BEGIN

//! Similarity index trait.
//!
//! An index stores one vector per record id and answers cosine nearest-neighbour
//! queries. It never owns registry data: the two stores share ids only, so an
//! index can be dropped and rebuilt from the registry at any time.
//!
//! # Usage Example
//!
//! ```rust,ignore
//! use taleprint::storage::{CancelFlag, MemorySimilarityIndex, SimilarityIndex};
//!
//! let index = MemorySimilarityIndex::new(384);
//! index.insert(&RecordId::new("story-001"), &embedding)?;
//!
//! for (id, similarity) in index.query(&query_vector, 5, None)? {
//!     println!("{id}: {similarity:.3}");
//! }
//! ```

use crate::Result;
use crate::models::RecordId;
use chrono::{DateTime, Utc};
use std::sync::Arc;
use std::sync::atomic::{AtomicBool, Ordering};

/// A stored vector.
#[derive(Debug, Clone, PartialEq)]
pub struct SimilarityRecord {
    /// Shared id with the registry record.
    pub id: RecordId,
    /// Fixed-length embedding.
    pub vector: Vec<f32>,
    /// First insertion time.
    pub created_at: DateTime<Utc>,
}

impl SimilarityRecord {
    /// Creates a record stamped with the current time.
    #[must_use]
    pub fn new(id: RecordId, vector: Vec<f32>) -> Self {
        Self {
            id,
            vector,
            created_at: Utc::now(),
        }
    }
}

/// Cooperative cancellation flag shared between a caller and a long operation.
#[derive(Debug, Clone, Default)]
pub struct CancelFlag(Arc<AtomicBool>);

impl CancelFlag {
    /// Creates an unset flag.
    #[must_use]
    pub fn new() -> Self {
        Self::default()
    }

    /// Requests cancellation.
    pub fn cancel(&self) {
        self.0.store(true, Ordering::SeqCst);
    }

    /// Returns true once cancellation was requested.
    #[must_use]
    pub fn is_cancelled(&self) -> bool {
        self.0.load(Ordering::SeqCst)
    }
}

/// Trait for vector similarity indexes.
///
/// Implementations are shared across call sites and must allow concurrent
/// writers for different ids and consistent reads during writes.
pub trait SimilarityIndex: Send + Sync {
    /// Returns the vector dimensionality the index accepts.
    fn dimensions(&self) -> usize;

    /// Inserts or replaces the vector for `id`. Idempotent per id.
    ///
    /// # Errors
    ///
    /// Returns [`crate::Error::InvalidInput`] if the vector has the wrong length,
    /// zero norm, or non-finite components.
    fn insert(&self, id: &RecordId, vector: &[f32]) -> Result<()>;

    /// Returns up to `k` `(id, cosine similarity)` pairs, most similar first.
    /// Ties are ordered by id ascending.
    ///
    /// # Errors
    ///
    /// Returns [`crate::Error::InvalidInput`] if the query vector is not valid
    /// for this index.
    fn query(
        &self,
        vector: &[f32],
        k: usize,
        exclude: Option<&RecordId>,
    ) -> Result<Vec<(RecordId, f32)>>;

    /// Returns the stored record for `id`.
    fn get(&self, id: &RecordId) -> Option<SimilarityRecord>;

    /// Returns true if the index holds a vector for `id`.
    fn contains(&self, id: &RecordId) -> bool {
        self.get(id).is_some()
    }

    /// Returns all stored ids, sorted.
    fn ids(&self) -> Vec<RecordId>;

    /// Returns the number of stored vectors.
    fn count(&self) -> usize;

    /// Replaces the whole index with `records`.
    ///
    /// The previous contents stay visible until the new index is complete and
    /// swapped in. Returns the number of vectors in the new index.
    ///
    /// # Errors
    ///
    /// Returns [`crate::Error::Cancelled`] if `cancel` was set before the swap
    /// (the previous index is untouched), or [`crate::Error::InvalidInput`]
    /// for an invalid vector.
    fn rebuild(&self, records: Vec<SimilarityRecord>, cancel: &CancelFlag) -> Result<usize>;

    /// Returns a copy of every stored record, sorted by id.
    fn snapshot(&self) -> Vec<SimilarityRecord>;
}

END

(What you need to do)
Pull every line with the string "previous" out of the material.

(Response)
    /// The previous contents stay visible until the new index is complete and
    /// (the previous index is untouched), or [`crate::Error::InvalidInput`]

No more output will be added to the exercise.